A recent study by KPMG found this to be true: 75% of executive women report having personally experienced imposter syndrome at certain points in their career.
Imposter syndrome is the internal psychological experience of feeling like a phony in some area of your life; doubting your skills, talents, or accomplishments, and grappling with a persistent internalized fear of being exposed as a fraud.
It’s a topic more and more people are talking about, and while we know the feeling is common and natural, we have a little bone to pick with the concept of imposter syndrome. We think it may be overapplied, used to describe feelings that are, well, natural, and expected.
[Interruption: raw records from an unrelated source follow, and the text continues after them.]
//! Clock Module
//!
//! Millisecond wall clock injected into the engine so expiry can be tested
//! without sleeping.

use std::fmt::Debug;
use std::sync::atomic::{AtomicU64, Ordering};
use std::sync::Arc;
use std::time::{Duration, SystemTime, UNIX_EPOCH};

// == Clock ==
pub trait Clock: Send + Sync + Debug {
    /// Milliseconds since the Unix epoch.
    fn now_ms(&self) -> u64;
}

// == System Clock ==
#[derive(Debug, Clone, Copy, Default)]
pub struct SystemClock;

impl Clock for SystemClock {
    fn now_ms(&self) -> u64 {
        current_timestamp_ms()
    }
}

// == Manual Clock ==
/// Clock that only moves when told to. Clones share the same time.
#[derive(Debug, Clone, Default)]
pub struct ManualClock {
    now: Arc<AtomicU64>,
}

impl ManualClock {
    pub fn new(start_ms: u64) -> Self {
        Self {
            now: Arc::new(AtomicU64::new(start_ms)),
        }
    }

    /// Starts at the current wall-clock time.
    pub fn starting_now() -> Self {
        Self::new(current_timestamp_ms())
    }

    pub fn advance(&self, by: Duration) {
        self.now.fetch_add(by.as_millis() as u64, Ordering::SeqCst);
    }

    pub fn set(&self, now_ms: u64) {
        self.now.store(now_ms, Ordering::SeqCst);
    }
}

impl Clock for ManualClock {
    fn now_ms(&self) -> u64 {
        self.now.load(Ordering::SeqCst)
    }
}

// == Utility Functions ==
/// Returns current Unix timestamp in milliseconds.
pub fn current_timestamp_ms() -> u64 {
    SystemTime::now()
        .duration_since(UNIX_EPOCH)
        .unwrap_or_default()
        .as_millis() as u64
}

#[cfg(test)]
mod tests {
    use super::*;

    #[test]
    fn test_manual_clock_advances() {
        let clock = ManualClock::new(1_000);
        assert_eq!(clock.now_ms(), 1_000);

        clock.advance(Duration::from_secs(61));
        assert_eq!(clock.now_ms(), 62_000);

        clock.set(5);
        assert_eq!(clock.now_ms(), 5);
    }

    #[test]
    fn test_manual_clock_clones_share_time() {
        let clock = ManualClock::new(0);
        let handle = clock.clone();

        handle.advance(Duration::from_millis(250));
        assert_eq!(clock.now_ms(), 250);
    }

    #[test]
    fn test_system_clock_is_recent() {
        // 2020-01-01 in ms
        assert!(SystemClock.now_ms() > 1_577_836_800_000);
    }
}
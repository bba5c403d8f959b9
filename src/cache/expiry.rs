//! Expiry Module
//!
//! Staleness checks and the namespace sweep.

use crate::cache::{CacheEngine, ChangeAction, Entry};

/// True iff `entry` has an expiry and `now` is past it.
pub fn is_expired(entry: &Entry, now: u64) -> bool {
    entry.is_expired(now)
}

impl CacheEngine {
    // == Sweep ==
    /// Removes every expired or undecodable record under this namespace.
    ///
    /// Emits an `expire` event for each removed key that was mirrored and
    /// returns the removed logical keys.
    pub fn sweep(&mut self) -> Vec<String> {
        if !self.supported {
            return Vec::new();
        }

        let physical_keys = match self.namespace_keys() {
            Ok(keys) => keys,
            Err(err) => {
                self.log_failure("Cleanup failed", "", &err);
                return Vec::new();
            }
        };

        let now = self.clock.now_ms();
        let stale: Vec<(String, String)> = physical_keys
            .into_iter()
            .filter(|(physical, _)| match self.store.get(physical) {
                Ok(Some(raw)) => match self.decode_raw(&raw, false) {
                    Ok(entry) => is_expired(&entry, now),
                    Err(_) => true,
                },
                Ok(None) => false,
                Err(_) => true,
            })
            .collect();

        let mut removed = Vec::with_capacity(stale.len());
        for (physical, logical) in stale {
            if let Err(err) = self.store.remove(&physical) {
                self.log_failure("Cleanup remove failed", &logical, &err);
                continue;
            }
            if self.flags.enable_metrics {
                self.metrics.record_expiration();
            }
            if let Some(previous) = self.mirror.remove(&logical) {
                self.emit(&logical, Some(previous.value), None, ChangeAction::Expire);
            }
            self.log_event("Removed expired item", &logical);
            removed.push(logical);
        }
        removed
    }

    /// Sweeps on demand and returns how many records were removed.
    pub fn cleanup(&mut self) -> usize {
        let removed = self.sweep().len();
        if self.config.enable_logging {
            tracing::debug!(prefix = %self.config.prefix, removed, "Manual cleanup completed");
        }
        removed
    }
}

#[cfg(test)]
mod tests {
    use super::*;
    use crate::cache::{codec, EngineParts, GetOptions, ManualClock, PutOptions};
    use crate::config::{CacheConfig, CacheFlags};
    use crate::storage::{KeyValueStore, MemoryBackend};
    use serde_json::json;
    use std::sync::Arc;
    use std::time::Duration;

    const START: u64 = 1_700_000_000_000;

    fn engine(backend: &MemoryBackend, clock: &ManualClock, flags: CacheFlags) -> CacheEngine {
        let parts = EngineParts::new(Arc::new(backend.clone())).with_clock(Arc::new(clock.clone()));
        CacheEngine::with_parts(CacheConfig::session("sw"), flags, parts).unwrap()
    }

    fn no_cleanup() -> CacheFlags {
        CacheFlags {
            auto_cleanup: false,
            ..CacheFlags::default()
        }
    }

    #[test]
    fn test_is_expired() {
        let entry = Entry::new(json!(1), START, 1, false);
        assert!(!is_expired(&entry, START + 60_000));
        assert!(is_expired(&entry, START + 60_001));
        assert!(!is_expired(&Entry::new(json!(1), START, 0, false), u64::MAX));
    }

    #[test]
    fn test_sweep_removes_expired_and_corrupt() {
        let backend = MemoryBackend::new();
        let clock = ManualClock::new(START);
        let mut engine = engine(&backend, &clock, no_cleanup());

        engine.put("short", &1, PutOptions::ttl(1)).unwrap();
        engine.put("long", &2, PutOptions::ttl(60)).unwrap();
        engine.put("forever", &3, PutOptions::default()).unwrap();
        backend.set_item("sw:corrupt", "garbage!").unwrap();
        backend.set_item("other:short", "garbage!").unwrap();

        clock.advance(Duration::from_secs(120));

        let mut removed = engine.sweep();
        removed.sort();
        assert_eq!(removed, vec!["corrupt", "short"]);
        assert_eq!(engine.keys(), vec!["forever", "long"]);
        // Other namespaces are never touched
        assert!(backend.get_item("other:short").unwrap().is_some());
    }

    #[test]
    fn test_sweep_emits_expire_for_mirrored_keys_only() {
        let backend = MemoryBackend::new();
        let clock = ManualClock::new(START);
        let mut engine = engine(&backend, &clock, no_cleanup());

        engine.put("mirrored", &"m", PutOptions::ttl(1)).unwrap();
        let unmirrored = Entry::new(json!("u"), START, 1, false);
        backend
            .set_item("sw:unmirrored", &codec::encode(&unmirrored).unwrap())
            .unwrap();

        let mut events = engine.watch_all();
        clock.advance(Duration::from_secs(61));
        assert_eq!(engine.cleanup(), 2);

        let events = events.drain();
        assert_eq!(events.len(), 1);
        assert_eq!(events[0].key, "mirrored");
        assert_eq!(events[0].action, ChangeAction::Expire);
        assert_eq!(events[0].old_value, Some(json!("m")));
    }

    #[test]
    fn test_sweep_over_large_foreign_keyspace() {
        let backend = MemoryBackend::new();
        let clock = ManualClock::new(START);
        for i in 0..20_000 {
            backend.set_item(&format!("foreign:{}", i), "x").unwrap();
        }
        let mut engine = engine(&backend, &clock, no_cleanup());
        engine.put("mine", &1, PutOptions::ttl(1)).unwrap();

        clock.advance(Duration::from_secs(61));
        assert_eq!(engine.sweep(), vec!["mine"]);
        assert_eq!(backend.len().unwrap(), 20_000);
    }

    #[test]
    fn test_auto_cleanup_sweeps_on_construction() {
        let backend = MemoryBackend::new();
        let clock = ManualClock::new(START);
        let stale = Entry::new(json!("old"), START - 10 * 60_000, 1, false);
        backend
            .set_item("sw:stale", &codec::encode(&stale).unwrap())
            .unwrap();

        let mut engine = engine(&backend, &clock, CacheFlags::default());
        assert!(backend.get_item("sw:stale").unwrap().is_none());
        assert_eq!(engine.get("stale", GetOptions::default()), None);
    }

    #[test]
    fn test_no_sweep_without_auto_cleanup() {
        let backend = MemoryBackend::new();
        let clock = ManualClock::new(START);
        let stale = Entry::new(json!("old"), START - 10 * 60_000, 1, false);
        backend
            .set_item("sw:stale", &codec::encode(&stale).unwrap())
            .unwrap();

        let _engine = engine(&backend, &clock, no_cleanup());
        assert!(backend.get_item("sw:stale").unwrap().is_some());
    }
}
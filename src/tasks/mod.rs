//! Background Tasks Module
//!
//! Contains background tasks that run periodically while an engine is alive.
//!
//! # Tasks
//! - Sweep: removes expired and corrupt entries at the configured interval

mod sweep;

pub use sweep::spawn_sweep_task;
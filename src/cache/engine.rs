//! Cache Engine Module
//!
//! Orchestrates namespacing, the codec/cipher pipeline, the store adapter,
//! the in-memory mirror and change notification.

use std::collections::{BTreeMap, HashMap, HashSet};
use std::sync::Arc;

use serde::de::DeserializeOwned;
use serde::Serialize;
use serde_json::Value;
use tracing::{debug, warn};

use crate::cache::{
    codec, ChangeAction, ChangeEvent, ChangeNotifier, Cipher, Clock, Entry, KeyChange,
    KeyNamespace, StorageStats, Subscription, SubscriptionId, SystemClock,
};
use crate::cache::{CacheMetrics, ItemStats};
use crate::config::{CacheConfig, CacheFlags, NamedConfigs, StorageType};
use crate::error::{CacheError, Result};
use crate::storage::{open_backend, KeyValueStore, StoreAdapter, UnavailableBackend};

// == Options ==
#[derive(Debug, Clone, Copy, Default, PartialEq, Eq)]
pub struct PutOptions {
    /// Encrypt the serialized entry before storing it
    pub encrypt: bool,
    /// Overrides the configured default TTL; `Some(0)` means never expires
    pub ttl_minutes: Option<u64>,
}

impl PutOptions {
    pub fn encrypted() -> Self {
        Self {
            encrypt: true,
            ttl_minutes: None,
        }
    }

    pub fn ttl(minutes: u64) -> Self {
        Self {
            encrypt: false,
            ttl_minutes: Some(minutes),
        }
    }
}

#[derive(Debug, Clone, Default, PartialEq)]
pub struct GetOptions {
    /// Try decryption before plain parsing
    pub decrypt: bool,
    /// Returned instead of None on a miss
    pub default_value: Option<Value>,
}

impl GetOptions {
    pub fn decrypted() -> Self {
        Self {
            decrypt: true,
            default_value: None,
        }
    }

    pub fn or(default_value: Value) -> Self {
        Self {
            decrypt: false,
            default_value: Some(default_value),
        }
    }
}

#[derive(Debug, Clone, Default, PartialEq, Eq, Serialize)]
pub struct RemoveManyResult {
    pub success: Vec<String>,
    pub failed: Vec<String>,
}

/// Collaborators injected into an engine.
#[derive(Debug)]
pub struct EngineParts {
    pub backend: Arc<dyn KeyValueStore>,
    pub clock: Arc<dyn Clock>,
    /// Defaults to an authenticated cipher keeping its salt in `backend`
    pub cipher: Option<Cipher>,
}

impl EngineParts {
    pub fn new(backend: Arc<dyn KeyValueStore>) -> Self {
        Self {
            backend,
            clock: Arc::new(SystemClock),
            cipher: None,
        }
    }

    pub fn with_clock(mut self, clock: Arc<dyn Clock>) -> Self {
        self.clock = clock;
        self
    }

    pub fn with_cipher(mut self, cipher: Cipher) -> Self {
        self.cipher = Some(cipher);
        self
    }
}

#[derive(Debug, Clone, PartialEq)]
pub(crate) struct MirrorEntry {
    pub(crate) value: Value,
    pub(crate) expires_at: Option<u64>,
}

impl MirrorEntry {
    fn is_expired(&self, now: u64) -> bool {
        self.expires_at.map_or(false, |expires| now > expires)
    }
}

// == Cache Engine ==
#[derive(Debug)]
pub struct CacheEngine {
    pub(crate) config: CacheConfig,
    pub(crate) flags: CacheFlags,
    pub(crate) namespace: KeyNamespace,
    pub(crate) store: StoreAdapter,
    pub(crate) cipher: Cipher,
    pub(crate) clock: Arc<dyn Clock>,
    /// Logical key -> last known decoded value
    pub(crate) mirror: HashMap<String, MirrorEntry>,
    pub(crate) notifier: ChangeNotifier,
    pub(crate) metrics: CacheMetrics,
    pub(crate) supported: bool,
    unsupported_message: String,
}
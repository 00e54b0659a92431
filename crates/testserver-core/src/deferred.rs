//! Manually completable single-result futures
//!
//! A deferred value pairs a [`Completer`] with a cloneable [`Promise`]:
//! - the completer may be cloned and stored in several places, but only the
//!   first `complete` call delivers a value
//! - every clone of the promise observes the same value
//! - if all completers are dropped without completing, the promise yields `None`

use futures_util::future::{BoxFuture, FutureExt, Shared};
use parking_lot::Mutex;
use std::future::Future;
use std::pin::Pin;
use std::sync::Arc;
use std::task::{Context, Poll};
use tokio::sync::oneshot;

/// Create a connected completer/promise pair
pub fn deferred<T>() -> (Completer<T>, Promise<T>)
where
    T: Clone + Send + Sync + 'static,
{
    let (tx, rx) = oneshot::channel();
    let completer = Completer {
        slot: Arc::new(Mutex::new(Some(tx))),
    };
    let promise = Promise {
        inner: rx.map(|r| r.ok()).boxed().shared(),
    };
    (completer, promise)
}

/// Write side of a deferred value
pub struct Completer<T> {
    slot: Arc<Mutex<Option<oneshot::Sender<T>>>>,
}

impl<T> Completer<T> {
    /// Deliver the value. Returns `false` if something already completed it.
    pub fn complete(&self, value: T) -> bool {
        match self.slot.lock().take() {
            Some(tx) => {
                // A dropped receiver still counts as completed
                let _ = tx.send(value);
                true
            }
            None => false,
        }
    }

    /// Whether a value has been delivered
    pub fn is_completed(&self) -> bool {
        self.slot.lock().is_none()
    }
}

impl<T> Clone for Completer<T> {
    fn clone(&self) -> Self {
        Self {
            slot: self.slot.clone(),
        }
    }
}

impl<T> std::fmt::Debug for Completer<T> {
    fn fmt(&self, f: &mut std::fmt::Formatter<'_>) -> std::fmt::Result {
        f.debug_struct("Completer")
            .field("completed", &self.is_completed())
            .finish()
    }
}

/// Read side of a deferred value
pub struct Promise<T>
where
    T: Clone,
{
    inner: Shared<BoxFuture<'static, Option<T>>>,
}

impl<T> Promise<T>
where
    T: Clone,
{
    /// The value, if it is already available
    pub fn peek(&self) -> Option<&T> {
        self.inner.peek().and_then(|v| v.as_ref())
    }

    /// Whether both promises observe the same deferred value
    pub fn same_as(&self, other: &Self) -> bool {
        self.inner.ptr_eq(&other.inner)
    }
}

impl<T> Clone for Promise<T>
where
    T: Clone,
{
    fn clone(&self) -> Self {
        Self {
            inner: self.inner.clone(),
        }
    }
}

impl<T> Future for Promise<T>
where
    T: Clone,
{
    type Output = Option<T>;

    fn poll(mut self: Pin<&mut Self>, cx: &mut Context<'_>) -> Poll<Self::Output> {
        self.inner.poll_unpin(cx)
    }
}

impl<T> std::fmt::Debug for Promise<T>
where
    T: Clone,
{
    fn fmt(&self, f: &mut std::fmt::Formatter<'_>) -> std::fmt::Result {
        f.debug_struct("Promise")
            .field("ready", &self.inner.peek().is_some())
            .finish()
    }
}
//! Gzip encoding for static responses

use crate::{Error, Result};
use bytes::Bytes;
use flate2::write::GzEncoder;
use flate2::Compression;
use std::io::Write;

/// Gzip-encode `data` on the calling thread
pub fn gzip(data: &[u8]) -> std::io::Result<Vec<u8>> {
    let mut encoder = GzEncoder::new(Vec::new(), Compression::default());
    encoder.write_all(data)?;
    encoder.finish()
}

/// Gzip-encode `data` on the blocking pool
pub async fn gzip_async(data: Bytes) -> Result<Bytes> {
    tokio::task::spawn_blocking(move || gzip(&data))
        .await
        .map_err(|e| Error::Internal(format!("gzip task failed: {}", e)))?
        .map(Bytes::from)
        .map_err(Error::from)
}
//! State shared by the accept loop, every connection and the public handle

use crate::overrides::OverrideTable;
use crate::tracker::ConnectionTracker;
use crate::waiters::WaiterRegistry;
use crate::writer::{InFlight, ResponseWriter};
use parking_lot::{Mutex, RwLock};
use std::path::PathBuf;
use std::sync::Arc;
use std::time::SystemTime;
use testserver_core::{Error, Request, ServeOptions, StaticFileConfig, StaticFiles};

/// Everything `reset` must clear in one step
#[derive(Default)]
pub(crate) struct Tables {
    pub overrides: OverrideTable,
    pub waiters: WaiterRegistry,
    pub in_flight: InFlight,
}

/// Server state shared across all connections
pub(crate) struct ServerState {
    /// Override tables, waiters and in-flight responses behind one lock
    pub tables: Mutex<Tables>,
    /// Static file resolver for the asset root
    pub static_files: StaticFiles,
    /// Prefix under which static files get caching headers
    pub cache_prefix: RwLock<Option<String>>,
    /// Open connections and WebSocket sessions
    pub tracker: Arc<ConnectionTracker>,
    /// First unrecognized connection error, reported by `stop`
    fatal: Mutex<Option<Error>>,
}

impl ServerState {
    pub fn new(root: impl Into<PathBuf>) -> Self {
        let config = StaticFileConfig::new(root).start_time(SystemTime::now());
        Self {
            tables: Mutex::new(Tables::default()),
            static_files: StaticFiles::new(config),
            cache_prefix: RwLock::new(None),
            tracker: Arc::new(ConnectionTracker::new()),
            fatal: Mutex::new(None),
        }
    }

    /// Clear overrides, reject waiters and abort unfinished responses
    pub fn reset(&self) {
        let mut tables = self.tables.lock();
        tables.overrides.clear();
        let rejected = tables.waiters.reject_all();
        let aborted = tables.in_flight.abort_all();
        tracing::debug!(rejected, aborted, "server reset");
    }

    /// Remember an unexpected failure so `stop` can report it
    pub fn record_fatal(&self, error: Error) {
        tracing::error!(error = %error, "unexpected server error");
        let mut fatal = self.fatal.lock();
        if fatal.is_none() {
            *fatal = Some(error);
        }
    }

    pub fn take_fatal(&self) -> Option<Error> {
        self.fatal.lock().take()
    }

    /// Default static behaviour for `pathname`, written to `writer`
    pub async fn serve_file(&self, req: &Request, writer: ResponseWriter, pathname: &str) {
        let (csp, gzip) = {
            let tables = self.tables.lock();
            (
                tables.overrides.csp(pathname).map(|s| s.to_string()),
                tables.overrides.is_gzip(pathname),
            )
        };
        let cache_prefix = self.cache_prefix.read().clone();

        let options = ServeOptions {
            cache_prefix: cache_prefix.as_deref(),
            csp: csp.as_deref(),
            gzip,
        };
        let response = self.static_files.handle(req, pathname, options).await;

        // Reset may have aborted the response while the file was being read
        if writer.is_finished() {
            tracing::debug!(pathname, "response aborted before static file was ready");
            return;
        }
        writer.send(response);
    }
}
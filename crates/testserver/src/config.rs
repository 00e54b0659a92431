//! Server configuration

use crate::tls::TlsConfig;

/// Server configuration
#[derive(Clone, Debug)]
pub struct ServerConfig {
    pub hostname: String,
    /// 0 asks the OS for an ephemeral port
    pub port: u16,
    /// HTTP/1.1 keep-alive
    pub keep_alive: bool,
    /// Serve HTTPS instead of plain HTTP
    pub tls: Option<TlsConfig>,
}

impl Default for ServerConfig {
    fn default() -> Self {
        Self {
            hostname: "127.0.0.1".to_string(),
            port: 0,
            keep_alive: true,
            tls: None,
        }
    }
}

impl ServerConfig {
    pub fn new() -> Self {
        Self::default()
    }

    pub fn hostname(mut self, hostname: impl Into<String>) -> Self {
        self.hostname = hostname.into();
        self
    }

    pub fn port(mut self, port: u16) -> Self {
        self.port = port;
        self
    }

    pub fn keep_alive(mut self, enabled: bool) -> Self {
        self.keep_alive = enabled;
        self
    }

    pub fn tls(mut self, tls: TlsConfig) -> Self {
        self.tls = Some(tls);
        self
    }

    /// `https` when TLS is configured, `http` otherwise
    pub fn scheme(&self) -> &'static str {
        if self.tls.is_some() {
            "https"
        } else {
            "http"
        }
    }
}

#[cfg(test)]
mod tests {
    use super::*;

    #[test]
    fn test_defaults() {
        let config = ServerConfig::default();
        assert_eq!(config.hostname, "127.0.0.1");
        assert_eq!(config.port, 0);
        assert!(config.keep_alive);
        assert_eq!(config.scheme(), "http");
    }

    #[test]
    fn test_builder() {
        let config = ServerConfig::new()
            .hostname("0.0.0.0")
            .keep_alive(false)
            .tls(TlsConfig::fixture());
        assert_eq!(config.hostname, "0.0.0.0");
        assert!(!config.keep_alive);
        assert_eq!(config.scheme(), "https");
    }
}
//! Static file serving handler
//!
//! Resolves request paths under the asset root and applies the fixture
//! server's per-path behaviour: caching, CSP and gzip.

use crate::cache::CacheDecision;
use crate::compress::gzip_async;
use crate::{Request, Response, ResponseBuilder, StatusCode};
use std::path::{Component, Path, PathBuf};
use std::time::SystemTime;

/// File served for `/`
pub const INDEX: &str = "index.html";

/// Static file configuration
#[derive(Clone, Debug)]
pub struct StaticFileConfig {
    /// Root directory
    pub root: PathBuf,
    /// Reported as `Last-Modified` for cacheable files
    pub start_time: SystemTime,
}

impl StaticFileConfig {
    pub fn new(root: impl Into<PathBuf>) -> Self {
        Self {
            root: root.into(),
            start_time: SystemTime::now(),
        }
    }

    pub fn start_time(mut self, time: SystemTime) -> Self {
        self.start_time = time;
        self
    }
}

/// Per-request overrides looked up by the caller
#[derive(Debug, Default, Clone, Copy)]
pub struct ServeOptions<'a> {
    /// Cache prefix registered on the server
    pub cache_prefix: Option<&'a str>,
    /// CSP header value for this pathname
    pub csp: Option<&'a str>,
    /// Gzip-encode the body
    pub gzip: bool,
}

/// Static file handler
#[derive(Clone, Debug)]
pub struct StaticFiles {
    config: StaticFileConfig,
}

impl StaticFiles {
    pub fn new(config: StaticFileConfig) -> Self {
        Self { config }
    }

    pub fn config(&self) -> &StaticFileConfig {
        &self.config
    }

    /// Absolute path a pathname maps to. `None` if it escapes the root.
    pub fn resolve(&self, pathname: &str) -> Option<PathBuf> {
        let pathname = if pathname == "/" {
            INDEX
        } else {
            pathname
        };
        self.sanitize_path(pathname)
            .map(|relative| self.config.root.join(relative))
    }

    /// Build the response for `pathname`
    pub async fn handle(&self, req: &Request, pathname: &str, options: ServeOptions<'_>) -> Response {
        let file_path = match self.resolve(pathname) {
            Some(p) => p,
            None => {
                let unresolved = self.config.root.join(pathname.trim_start_matches('/'));
                return Response::file_not_found(&unresolved);
            }
        };

        let cache = CacheDecision::for_file(
            options.cache_prefix,
            pathname,
            &file_path,
            req.header("if-modified-since"),
            self.config.start_time,
        );
        if cache == CacheDecision::NotModified {
            return Response::not_modified();
        }

        let mut res = Response::new(StatusCode::OK);
        cache.apply(&mut res);
        if let Some(csp) = options.csp {
            res.set_header("Content-Security-Policy", csp);
        }

        let content = match tokio::fs::read(&file_path).await {
            Ok(c) => c,
            Err(e) => {
                tracing::debug!(path = %file_path.display(), error = %e, "static file unreadable");
                return Response::file_not_found(&file_path);
            }
        };

        res.set_header("Content-Type", content_type(&file_path));

        if options.gzip {
            match gzip_async(content.into()).await {
                Ok(encoded) => {
                    res.set_header("Content-Encoding", "gzip");
                    res.body = encoded;
                }
                Err(e) => {
                    tracing::error!(path = %file_path.display(), error = %e, "gzip failed");
                    return ResponseBuilder::new(StatusCode::INTERNAL_SERVER_ERROR)
                        .body(e.to_string())
                        .build();
                }
            }
        } else {
            res.body = content.into();
        }

        res
    }

    /// Strip the leading slash and refuse traversal out of the root
    fn sanitize_path(&self, path: &str) -> Option<PathBuf> {
        let path = path.trim_start_matches('/');

        let mut result = PathBuf::new();
        for component in Path::new(path).components() {
            match component {
                Component::Normal(c) => result.push(c),
                Component::ParentDir => return None,
                _ => {}
            }
        }

        Some(result)
    }
}

/// `Content-Type` for a file; textual types carry `charset=utf-8`
pub fn content_type(path: &Path) -> String {
    let mime = mime_guess::from_path(path).first_or_octet_stream();
    let essence = mime.essence_str();
    if is_textual(essence) {
        format!("{}; charset=utf-8", essence)
    } else {
        essence.to_string()
    }
}

fn is_textual(essence: &str) -> bool {
    essence.starts_with("text/")
        || essence.starts_with("application/javascript")
        || essence.starts_with("application/json")
}
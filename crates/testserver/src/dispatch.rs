//! Request dispatch: auth, waiters, routes, then static files

use crate::state::ServerState;
use crate::websocket;
use crate::writer::{Reply, ResponseWriter};
use bytes::Bytes;
use http_body_util::Full;
use hyper::body::Incoming;
use std::sync::Arc;
use testserver_core::{is_websocket_upgrade, Error, Request};

/// Returned to hyper when a response was aborted, so the connection is
/// dropped instead of answered
#[derive(Debug, thiserror::Error)]
#[error("response aborted")]
pub struct ResponseAborted;

/// Main request handler
pub(crate) async fn handle_request(
    state: Arc<ServerState>,
    req: hyper::Request<Incoming>,
) -> Result<hyper::Response<Full<Bytes>>, ResponseAborted> {
    if is_websocket_upgrade(req.headers()) {
        return Ok(websocket::accept(&state, req));
    }

    let (writer, reply) = ResponseWriter::open(&state);
    dispatch(&state, Request::from_hyper(req), writer);

    match reply.await {
        Some(Reply::Send(response)) => Ok(response.into_hyper()),
        Some(Reply::Abort) | None => Err(ResponseAborted),
    }
}

/// Route one request. The writer is finished by whoever ends up owning it.
pub(crate) fn dispatch(state: &Arc<ServerState>, request: Request, writer: ResponseWriter) {
    let key = request.lookup_key();
    tracing::debug!(method = %request.method, key = %key, "request");

    let (challenge, route) = {
        let mut guard = state.tables.lock();
        let tables = &mut *guard;

        let challenge = tables
            .overrides
            .auth(&key)
            .and_then(|credentials| credentials.challenge(&request));
        if challenge.is_some() {
            (challenge, None)
        } else {
            if tables.waiters.resolve(&key, &request) {
                tracing::debug!(key = %key, "waiter resolved");
            }
            (None, tables.overrides.route(&key))
        }
    };

    if let Some(unauthorized) = challenge {
        tracing::debug!(key = %key, "auth challenge");
        writer.send(unauthorized);
        return;
    }

    match route {
        Some(handler) => {
            let abort = writer.abort_handle();
            let task = tokio::spawn(handler(request, writer));
            let state = state.clone();
            tokio::spawn(async move {
                if let Err(e) = task.await {
                    if e.is_panic() {
                        state.record_fatal(Error::Handler(format!("route {} panicked", key)));
                        abort.abort();
                    }
                }
            });
        }
        None => {
            let state = state.clone();
            let pathname = request.pathname();
            tokio::spawn(async move {
                state.serve_file(&request, writer, &pathname).await;
            });
        }
    }
}
//! testserver: in-process HTTP/HTTPS/WebSocket fixture server
//!
//! Serves a directory of test assets on an ephemeral port and lets a test
//! override individual paths:
//! - route handlers and redirects
//! - Basic auth challenges
//! - `Content-Security-Policy` headers
//! - gzip encoding and HTTP caching headers
//!
//! A test can also wait for a request to arrive, and `reset` everything
//! between cases. WebSocket upgrades on the same port receive a single
//! `opened` text frame.
//!
//! The library logs through `tracing` and never installs a subscriber.

#![forbid(unsafe_code)]
#![warn(clippy::all)]

mod config;
mod dispatch;
mod overrides;
mod server;
mod state;
mod tls;
mod tracker;
mod waiters;
mod websocket;
mod writer;

pub use config::ServerConfig;
pub use overrides::{route_handler, RouteHandler};
pub use server::TestServer;
pub use tls::TlsConfig;
pub use waiters::RequestWaiter;
pub use writer::ResponseWriter;

// Re-exports
pub use testserver_core::{
    BasicCredentials, BodyError, Error, Method, Request, RequestBuilder, Response, ResponseBuilder,
    Result, StatusCode,
};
Because in many instances, when we inquire into the issue, we see situations in which women are:
- Outside their comfort zone, working in a new context, situation, or culture
- An expert in their field and grappling with more and more layers of complexity
- Advancing their scope and taking on new challenges
When you’re doing something new, at the limits of your knowledge and experience, doubting yourself is completely natural. In fact, not feeling like a bit of an ‘imposter’ might mean that you’re not pushing yourself to the boundaries of your capacity.
When you’re truly at the boundaries of what you know, you should feel unsure, anxious, and even stupid again. You’re starting over.
But you’re NOT a beginner, and you’re certainly not an imposter.
It’s easy to personalize feelings of uncertainty and make it a negative story about yourself, rather than recognizing just how much you’re pushing the envelope.
If you feel imposter syndrome—unsure or uncertain about your skills—use your evolve mindset and reflect on:
- What’s changed in your situation? Have you taken on more responsibilities or accepted a new challenge? Are you trying to solve a new or bigger problem?
- Normalize your feelings. Realize the feelings that you’re having are natural feelings to have as you move from the known to the unknown world.
- Relax into not knowing. Relax into wrestling with difficult problems, feeling de-skilled, and having to ask for help.
- Ask yourself, what is the core thing I need to learn here, and what inner and outer resources do I have at my disposal to help me move through it?
At the end of the day, if you didn’t care about your career or success, you wouldn’t have any fears or doubts—and we know that if you’re reading a Leaderlab blog post, then mediocrity has no place in your life. So, use your fears as fuel as you sit outside of your comfort zone to learn, grow, and make positive changes in your life.
You are where you are for a reason! You’ve got this.